Physical and functional definition

I'm a trainer, and my first customer is nobody else than my dad.

He is using computer for his work for more time he remembers, but last time I almost lost patience when he asked me how to open a file.

"Click on it", I said
"Click ? how do I click ?", he responds

First, I suspected he lost his head for a moment, but then I understood the big deal.
He has a physical definition of the mouse.
He knows that what is clicking on a mouse.
But for him a mouse was that :
And here is what he got :

From his point of view, a touchpad is not a mouse, even if he already used that to control the computer.
For him, he was never clicking with it, he was pushing a button. He was not clicking because this is not a mouse, this is a touchpad, and you can only click on a mouse... and you push buttons on a touchpad.

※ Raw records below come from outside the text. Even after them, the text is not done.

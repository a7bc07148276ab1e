//! Replay recording and playback.
//!
//! A replay stores the seed, the configuration and the stream of player
//! commands. Because the simulation is deterministic that is enough to
//! recreate any game exactly.

use std::path::Path;

use serde::{Deserialize, Serialize};

use crate::command::{CommandOutcome, PlayerCommand};
use crate::config::GameConfig;
use crate::error::{GameError, Result};
use crate::simulation::{Simulation, TickEvents};

/// Replay file format version for compatibility.
pub const REPLAY_VERSION: u32 = 1;

/// A command and the frame it was issued on.
///
/// Frames count calls to [`Simulation::tick`], processed or not, so they
/// keep advancing while the game is paused and across resets.
#[derive(Debug, Clone, Copy, PartialEq, Eq, Serialize, Deserialize)]
pub struct ReplayCommand {
    /// Frames elapsed when the command was applied.
    pub frame: u64,
    /// The command.
    pub command: PlayerCommand,
}

/// Complete replay data.
#[derive(Debug, Clone, PartialEq, Eq, Serialize, Deserialize)]
pub struct Replay {
    /// Format version.
    pub version: u32,
    /// Seed of the random stream.
    pub seed: u64,
    /// Configuration the game ran with.
    pub config: GameConfig,
    /// Commands in the order they were applied.
    pub commands: Vec<ReplayCommand>,
    /// Frames recorded.
    pub final_frame: u64,
    /// State hash after `final_frame` frames.
    pub final_hash: u64,
}

impl Replay {
    /// Start an empty replay.
    #[must_use]
    pub fn new(seed: u64, config: GameConfig) -> Self {
        Self {
            version: REPLAY_VERSION,
            seed,
            config,
            commands: Vec::new(),
            final_frame: 0,
            final_hash: 0,
        }
    }

    /// Record a command applied at `frame`.
    pub fn record(&mut self, frame: u64, command: PlayerCommand) {
        self.commands.push(ReplayCommand { frame, command });
    }

    /// Stamp the end state.
    pub fn finalize(&mut self, final_frame: u64, final_hash: u64) {
        self.final_frame = final_frame;
        self.final_hash = final_hash;
    }

    /// Fresh simulation in the recorded starting state.
    pub fn initial_simulation(&self) -> Result<Simulation> {
        Simulation::with_config(self.config.clone(), self.seed)
    }

    /// Number of recorded commands.
    #[must_use]
    pub fn command_count(&self) -> usize {
        self.commands.len()
    }

    /// Encode with bincode.
    pub fn to_bytes(&self) -> Result<Vec<u8>> {
        bincode::serialize(self).map_err(|e| GameError::ReplayEncode(e.to_string()))
    }

    /// Decode with bincode, rejecting other format versions.
    pub fn from_bytes(bytes: &[u8]) -> Result<Self> {
        let replay: Self = bincode::deserialize(bytes).map_err(|e| GameError::DataParseError {
            what: "replay".to_string(),
            message: e.to_string(),
        })?;
        if replay.version != REPLAY_VERSION {
            return Err(GameError::ReplayVersion {
                expected: REPLAY_VERSION,
                found: replay.version,
            });
        }
        Ok(replay)
    }

    /// Save to a file.
    pub fn save<P: AsRef<Path>>(&self, path: P) -> Result<()> {
        let path = path.as_ref();
        let bytes = self.to_bytes()?;
        std::fs::write(path, bytes).map_err(|e| io_error(path, &e))
    }

    /// Load from a file.
    pub fn load<P: AsRef<Path>>(path: P) -> Result<Self> {
        let path = path.as_ref();
        let bytes = std::fs::read(path).map_err(|e| io_error(path, &e))?;
        Self::from_bytes(&bytes)
    }
}

fn io_error(path: &Path, err: &std::io::Error) -> GameError {
    GameError::ReplayIo {
        path: path.display().to_string(),
        message: err.to_string(),
    }
}

/// A simulation that records every command applied to it.
#[derive(Debug)]
pub struct Recorder {
    simulation: Simulation,
    replay: Replay,
    frame: u64,
}

impl Recorder {
    /// Start a recorded game.
    pub fn new(config: GameConfig, seed: u64) -> Result<Self> {
        let simulation = Simulation::with_config(config.clone(), seed)?;
        Ok(Self {
            simulation,
            replay: Replay::new(seed, config),
            frame: 0,
        })
    }

    /// Apply and record a command. Rejected commands are recorded too.
    pub fn apply(&mut self, command: PlayerCommand) -> Result<CommandOutcome> {
        self.replay.record(self.frame, command);
        self.simulation.apply(command)
    }

    /// Advance one frame.
    pub fn tick(&mut self) -> TickEvents {
        self.frame += 1;
        self.simulation.tick()
    }

    /// Frames elapsed.
    #[must_use]
    pub const fn frame(&self) -> u64 {
        self.frame
    }

    /// Simulation being recorded.
    #[must_use]
    pub const fn simulation(&self) -> &Simulation {
        &self.simulation
    }

    /// Stop recording and stamp the final state.
    #[must_use]
    pub fn finish(mut self) -> Replay {
        self.replay
            .finalize(self.frame, self.simulation.state_hash());
        self.replay
    }
}

/// Replays a recording against a fresh simulation.
#[derive(Debug)]
pub struct ReplayPlayer {
    replay: Replay,
    simulation: Simulation,
    current_frame: u64,
    command_index: usize,
}

impl ReplayPlayer {
    /// Prepare playback from the replay's starting state.
    pub fn new(replay: Replay) -> Result<Self> {
        let simulation = replay.initial_simulation()?;
        Ok(Self {
            replay,
            simulation,
            current_frame: 0,
            command_index: 0,
        })
    }

    /// Apply the commands due at the current frame, then tick once.
    ///
    /// Returns true if there are more frames to play.
    pub fn advance(&mut self) -> bool {
        if self.is_finished() {
            return false;
        }
        self.apply_due_commands();
        self.simulation.tick();
        self.current_frame += 1;
        !self.is_finished()
    }

    /// Play every remaining frame, then any commands issued after the last tick.
    pub fn run_to_end(&mut self) {
        while self.advance() {}
        self.apply_due_commands();
    }

    /// Run to the end and compare the final state hash.
    ///
    /// Returns the final simulation when the hashes agree.
    pub fn verify(mut self) -> Result<Simulation> {
        self.run_to_end();
        let actual = self.simulation.state_hash();
        if actual != self.replay.final_hash {
            return Err(GameError::DesyncDetected {
                frame: self.current_frame,
                expected: self.replay.final_hash,
                actual,
            });
        }
        Ok(self.simulation)
    }

    /// Whether the recorded final frame has been reached.
    #[must_use]
    pub const fn is_finished(&self) -> bool {
        self.current_frame >= self.replay.final_frame
    }

    /// Frames played.
    #[must_use]
    pub const fn current_frame(&self) -> u64 {
        self.current_frame
    }

    /// Simulation being driven.
    #[must_use]
    pub const fn simulation(&self) -> &Simulation {
        &self.simulation
    }

    /// Replay being played.
    #[must_use]
    pub const fn replay(&self) -> &Replay {
        &self.replay
    }

    fn apply_due_commands(&mut self) {
        while let Some(entry) = self.replay.commands.get(self.command_index) {
            if entry.frame > self.current_frame {
                break;
            }
            if let Err(err) = self.simulation.apply(entry.command) {
                tracing::trace!(frame = entry.frame, error = %err, "Replayed command rejected");
            }
            self.command_index += 1;
        }
    }
}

The problem was that people should understand that every definition for your OS is functional and not physical. A mouse is not the physical object. A mouse, for the OS, is everything that can move a cursor on the screen, click and right click.

On a single touch screen, your hand is the mouse. And this is not a metaphor, a mouse is whatever click and move a cursor.

For the OS, everything is a functional definition and any physical definition is irrelevant.

This is the kind of stuff that we don't know we know when we are working with software for a long time... But when we think about it, it is not always obvious for occasional users.

Question : Imagine your device run on Android. Your screen is not multi touch, but you can plug multiple mouse to simulate each touch. Does Android consider you are multi touch ?

Response : Yes, as far as android knows, there are different cursors that come and go, thus you are multi touch... even if physically, you are not.

Stupid observation for geeks, but this is a dig to cross for occasional computer users like my dad.